Mar 31, 2015
(i) Basis of Accounting
The financial statements are prepared under the historical cost convention, except stated otherwise, on an accrual basis and in accordance with generally accepted accounting principles in India, the applicable mandatory Accounting Standards as prescribed under Section 133 of the Companies Act, 2013 read with Rule 7 of the Companies (Accounts) Rules, 2014 and the provisions of the Act.
The financial statements have been prepared and presented as per the requirement of Schedule III as notified under Companies Act, 2013.
(ii) Use of Estimates
The preparation of financial statements require judgements, estimates and assumptions to be made that affect the reported amount of assets and liabilities including contingent liabilities on the date of the financial statements and the reported amounts of revenue and expenses during the reporting period. Difference between actual results and estimates are recognized in the period in which the results are known/materialised.
(iii) Fixed Assets
Tangible Fixed Assets are stated at cost less accumulated depreciation and impairment loss thereon, if any. Cost comprises of purchase price and any attributable cost of bringing the assets to its working conditions for its intended use.
(iv) Depreciation and Amortisation
Depreciation has been provided on the straight line method based on life assigned to each asset in accordance with Schedule II of the Companies Act, 2013. As per Companies Act, 1956 the depreciation was Rs. 288466 for the financial year 2014-15 whereas as per Companies Act, 2013 the depreciation is Rs. 414251 and this has been tabulated in note 10 to the accounts.
(v) Revenue Recognition
Sales (including Programs, Film Rights, and Merchandise) are recognized, when the significant risks and reward have been transferred to the customers.

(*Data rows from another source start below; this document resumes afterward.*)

use axum::extract::{Request, State};
use axum::http::{HeaderMap, header};
use axum::middleware::Next;
use axum::response::Response;
use campus_core::AppError;

use crate::error::ApiResult;
use crate::state::AppState;

/// Raw bearer token of the authenticated request.
#[derive(Debug, Clone)]
pub struct BearerToken(pub String);

/// Resolves `Authorization: Bearer <token>` into a principal extension.
pub async fn require_auth(
    State(state): State<AppState>,
    mut request: Request,
    next: Next,
) -> ApiResult<Response> {
    let token = bearer_token(request.headers())?;
    let principal = state.auth_service.resolve_principal(&token).await?;

    request.extensions_mut().insert(principal);
    request.extensions_mut().insert(BearerToken(token));
    Ok(next.run(request).await)
}

fn bearer_token(headers: &HeaderMap) -> Result<String, AppError> {
    let value = headers
        .get(header::AUTHORIZATION)
        .and_then(|value| value.to_str().ok())
        .ok_or_else(|| AppError::Unauthorized("authentication required".to_owned()))?;

    let token = value
        .strip_prefix("Bearer ")
        .map(str::trim)
        .filter(|token| !token.is_empty())
        .ok_or_else(|| AppError::Unauthorized("expected a bearer token".to_owned()))?;

    Ok(token.to_owned())
}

Revenue from services is recognized on the completion of the service.
Investments, which are readily realizable and intended to be held not more than one year from the date on which such investments are made, are classified as current investment. All other investments are classified as long-term investments.
Investments are value at cost. Diminution in the value of investments is considered only when such diminution is other than temporary in nature.
Inventories includes Films (under production), Film Rights, Music Rights, Story Rights, are stated at lower of cost / unamortized cost or realizable value. Cost comprises acquisition / director production cost.
Inventories of merchandise are stated at lower of purchase cost or realizable value.
(viii) Employee Benefit
Employee benefits are recognized as expenses as and when these accrue.
(ix) Segment Reporting
The Company has presented Segment information on the basis of financial statements as permitted by Accounting Standard-17.
(x) Taxes on Income
Tax expenses comprises of current tax and deferred tax.
Current tax is determined as the amount of tax payable in respect of the taxable income for the period under provisions of the Income Tax Act, 1961.
Deferred tax assets and deferred tax liabilities are recognized at substantively enacted tax rates, subject to the consideration of prudence, on timing difference, being the difference between taxable income and accounting income that originate in one period and are capable of reversal in one or more subsequent periods.
(xi) Provisions, Contingent Liabilities and Contingent Assets
Provision is recognized when there is a present obligation as a result of past event that probably requires an outflow of resources and a reliable estimate can be made of the amount of the obligation. Disclosure of contingent liability is made when there is a possible obligation or a present obligation that may, but probably will not, require an outflow of resources. No provision is recognized or disclosure for contingent liabilities is made when there is a possible obligation or a present obligation and the likelihood of outflow of resources is remote. Contingent Asset is neither recognized not disclosed in the financial statements.
(xii) Earnings per Share
Basic earnings per share is calculated by dividing the net profit or loss for the period attributable to equity shareholders by the weighted average number of equity shares outstanding during the period.
Diluted earnings per shares is calculated by adjustments of all the effects of dilutive potential equity shares from the net profit or loss for the period attributed to equity shareholders on weighted average numbers of shares outstanding during the period.